• _Exercise goal_
Your task is to copy each line in the listing that includes the word "modes".
[Opening Supplied records section]
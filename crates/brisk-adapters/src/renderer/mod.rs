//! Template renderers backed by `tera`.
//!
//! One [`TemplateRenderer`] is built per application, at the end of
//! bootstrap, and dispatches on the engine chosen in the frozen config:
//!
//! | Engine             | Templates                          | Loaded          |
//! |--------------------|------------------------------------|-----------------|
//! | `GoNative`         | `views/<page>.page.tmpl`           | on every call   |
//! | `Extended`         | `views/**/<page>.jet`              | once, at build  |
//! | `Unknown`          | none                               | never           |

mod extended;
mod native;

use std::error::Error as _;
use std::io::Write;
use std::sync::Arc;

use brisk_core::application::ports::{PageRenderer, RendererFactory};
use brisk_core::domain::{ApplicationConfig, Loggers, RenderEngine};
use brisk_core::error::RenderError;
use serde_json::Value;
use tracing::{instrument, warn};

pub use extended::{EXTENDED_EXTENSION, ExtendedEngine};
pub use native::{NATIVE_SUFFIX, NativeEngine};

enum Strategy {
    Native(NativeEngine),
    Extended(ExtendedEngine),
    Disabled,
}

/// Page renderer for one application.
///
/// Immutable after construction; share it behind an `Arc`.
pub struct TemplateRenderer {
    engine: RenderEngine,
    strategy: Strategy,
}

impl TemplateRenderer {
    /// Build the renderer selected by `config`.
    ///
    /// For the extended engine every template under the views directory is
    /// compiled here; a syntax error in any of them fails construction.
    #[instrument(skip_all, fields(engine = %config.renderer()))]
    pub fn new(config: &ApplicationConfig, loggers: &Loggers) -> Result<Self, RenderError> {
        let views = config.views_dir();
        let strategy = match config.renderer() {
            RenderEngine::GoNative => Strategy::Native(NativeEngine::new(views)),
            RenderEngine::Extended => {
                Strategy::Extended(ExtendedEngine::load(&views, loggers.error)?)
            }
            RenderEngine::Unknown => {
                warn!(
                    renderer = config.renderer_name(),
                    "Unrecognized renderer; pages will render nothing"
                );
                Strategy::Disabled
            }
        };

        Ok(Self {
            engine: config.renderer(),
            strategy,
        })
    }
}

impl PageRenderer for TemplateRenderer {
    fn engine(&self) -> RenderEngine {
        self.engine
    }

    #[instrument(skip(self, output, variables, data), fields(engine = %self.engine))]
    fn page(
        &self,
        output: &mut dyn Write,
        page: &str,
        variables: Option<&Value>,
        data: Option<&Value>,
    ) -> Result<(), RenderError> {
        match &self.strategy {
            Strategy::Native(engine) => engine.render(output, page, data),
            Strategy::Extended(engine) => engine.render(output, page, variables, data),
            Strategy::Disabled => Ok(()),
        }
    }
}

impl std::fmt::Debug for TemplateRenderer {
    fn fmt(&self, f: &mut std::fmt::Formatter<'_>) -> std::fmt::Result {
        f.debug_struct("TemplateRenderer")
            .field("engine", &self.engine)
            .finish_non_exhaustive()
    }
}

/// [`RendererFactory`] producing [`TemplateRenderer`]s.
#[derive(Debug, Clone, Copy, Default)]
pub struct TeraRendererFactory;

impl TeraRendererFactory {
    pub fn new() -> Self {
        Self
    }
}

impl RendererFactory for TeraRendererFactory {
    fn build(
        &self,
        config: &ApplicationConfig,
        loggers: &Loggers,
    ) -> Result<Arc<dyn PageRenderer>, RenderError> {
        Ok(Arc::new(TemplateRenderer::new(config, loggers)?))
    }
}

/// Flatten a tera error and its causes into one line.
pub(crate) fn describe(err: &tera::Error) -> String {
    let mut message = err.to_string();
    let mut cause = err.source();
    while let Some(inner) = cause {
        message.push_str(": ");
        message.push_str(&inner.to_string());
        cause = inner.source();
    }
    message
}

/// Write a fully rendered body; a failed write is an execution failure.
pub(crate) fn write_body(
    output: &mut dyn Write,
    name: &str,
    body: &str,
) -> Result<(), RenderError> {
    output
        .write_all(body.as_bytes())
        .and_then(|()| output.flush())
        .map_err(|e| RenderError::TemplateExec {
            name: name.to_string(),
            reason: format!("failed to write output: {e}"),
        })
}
[Closing Supplied records section]
[Opening Supplied records section]
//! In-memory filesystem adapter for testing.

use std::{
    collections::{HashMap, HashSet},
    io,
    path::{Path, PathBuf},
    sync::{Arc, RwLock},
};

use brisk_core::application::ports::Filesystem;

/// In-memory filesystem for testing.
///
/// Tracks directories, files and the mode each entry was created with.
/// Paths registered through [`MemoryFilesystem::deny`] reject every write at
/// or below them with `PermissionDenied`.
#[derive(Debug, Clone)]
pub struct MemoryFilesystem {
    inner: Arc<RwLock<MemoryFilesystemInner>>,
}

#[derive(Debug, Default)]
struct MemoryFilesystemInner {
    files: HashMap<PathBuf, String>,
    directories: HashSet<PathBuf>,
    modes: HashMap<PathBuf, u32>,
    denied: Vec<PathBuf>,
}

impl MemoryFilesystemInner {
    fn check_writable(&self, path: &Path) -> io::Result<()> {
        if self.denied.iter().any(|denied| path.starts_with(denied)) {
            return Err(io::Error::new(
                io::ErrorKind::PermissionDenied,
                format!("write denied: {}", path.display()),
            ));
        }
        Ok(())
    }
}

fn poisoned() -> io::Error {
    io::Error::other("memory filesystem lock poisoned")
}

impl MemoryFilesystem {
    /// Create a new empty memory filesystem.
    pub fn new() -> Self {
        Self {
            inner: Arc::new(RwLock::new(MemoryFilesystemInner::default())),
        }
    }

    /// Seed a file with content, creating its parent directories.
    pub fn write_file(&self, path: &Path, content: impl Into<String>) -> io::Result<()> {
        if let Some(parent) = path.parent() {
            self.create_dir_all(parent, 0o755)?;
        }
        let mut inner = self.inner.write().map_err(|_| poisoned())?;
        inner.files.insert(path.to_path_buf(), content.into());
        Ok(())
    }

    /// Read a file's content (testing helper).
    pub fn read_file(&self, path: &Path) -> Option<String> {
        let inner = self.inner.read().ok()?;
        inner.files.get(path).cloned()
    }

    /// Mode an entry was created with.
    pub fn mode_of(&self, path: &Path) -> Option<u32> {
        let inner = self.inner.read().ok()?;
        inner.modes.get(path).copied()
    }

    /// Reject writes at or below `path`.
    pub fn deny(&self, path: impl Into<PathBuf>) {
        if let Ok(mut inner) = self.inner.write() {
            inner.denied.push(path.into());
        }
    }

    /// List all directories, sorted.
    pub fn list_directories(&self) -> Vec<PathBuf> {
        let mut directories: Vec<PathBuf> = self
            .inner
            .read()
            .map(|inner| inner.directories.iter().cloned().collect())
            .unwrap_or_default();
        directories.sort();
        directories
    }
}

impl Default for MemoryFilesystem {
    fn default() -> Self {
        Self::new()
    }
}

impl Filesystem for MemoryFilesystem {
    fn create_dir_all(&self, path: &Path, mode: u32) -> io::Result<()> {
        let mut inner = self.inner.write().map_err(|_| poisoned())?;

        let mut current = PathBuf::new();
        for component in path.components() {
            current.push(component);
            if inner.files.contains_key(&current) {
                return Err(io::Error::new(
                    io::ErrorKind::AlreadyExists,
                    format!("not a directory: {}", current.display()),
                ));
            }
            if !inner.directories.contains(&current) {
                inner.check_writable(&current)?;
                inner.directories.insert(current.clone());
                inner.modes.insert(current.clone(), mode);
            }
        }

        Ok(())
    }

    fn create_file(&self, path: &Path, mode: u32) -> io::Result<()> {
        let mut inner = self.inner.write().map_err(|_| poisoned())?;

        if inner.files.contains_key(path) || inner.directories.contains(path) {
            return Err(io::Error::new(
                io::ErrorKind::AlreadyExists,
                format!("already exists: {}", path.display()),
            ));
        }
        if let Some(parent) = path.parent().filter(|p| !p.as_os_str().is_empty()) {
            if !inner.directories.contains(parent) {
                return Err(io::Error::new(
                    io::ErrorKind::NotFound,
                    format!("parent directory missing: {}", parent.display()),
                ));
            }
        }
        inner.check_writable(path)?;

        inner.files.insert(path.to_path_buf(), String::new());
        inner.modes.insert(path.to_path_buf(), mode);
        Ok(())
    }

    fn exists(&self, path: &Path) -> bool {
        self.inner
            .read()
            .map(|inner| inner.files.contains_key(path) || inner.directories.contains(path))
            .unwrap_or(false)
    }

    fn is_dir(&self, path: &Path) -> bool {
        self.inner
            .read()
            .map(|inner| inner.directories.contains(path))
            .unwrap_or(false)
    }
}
[Closing Supplied records section]
[Opening Supplied records section]
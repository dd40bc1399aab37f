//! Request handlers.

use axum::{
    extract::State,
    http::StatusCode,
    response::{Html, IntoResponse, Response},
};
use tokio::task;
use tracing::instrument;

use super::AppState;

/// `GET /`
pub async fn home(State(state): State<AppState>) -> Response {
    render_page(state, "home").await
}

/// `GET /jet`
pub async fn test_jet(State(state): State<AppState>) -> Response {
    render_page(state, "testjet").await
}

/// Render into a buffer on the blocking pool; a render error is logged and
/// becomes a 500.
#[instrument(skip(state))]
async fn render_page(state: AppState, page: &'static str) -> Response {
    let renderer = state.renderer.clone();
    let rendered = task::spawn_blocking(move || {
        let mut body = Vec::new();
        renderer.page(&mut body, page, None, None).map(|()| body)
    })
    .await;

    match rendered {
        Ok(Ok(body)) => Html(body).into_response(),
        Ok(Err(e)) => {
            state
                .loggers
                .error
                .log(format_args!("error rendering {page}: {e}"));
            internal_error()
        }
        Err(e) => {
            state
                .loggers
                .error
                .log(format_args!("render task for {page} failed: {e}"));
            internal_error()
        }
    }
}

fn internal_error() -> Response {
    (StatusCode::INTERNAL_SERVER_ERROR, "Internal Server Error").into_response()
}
[Closing Supplied records section]
• _Answer box_
    modes: HashMap<PathBuf, u32>,
        inner.modes.get(path).copied()
                inner.modes.insert(current.clone(), mode);
        inner.modes.insert(path.to_path_buf(), mode);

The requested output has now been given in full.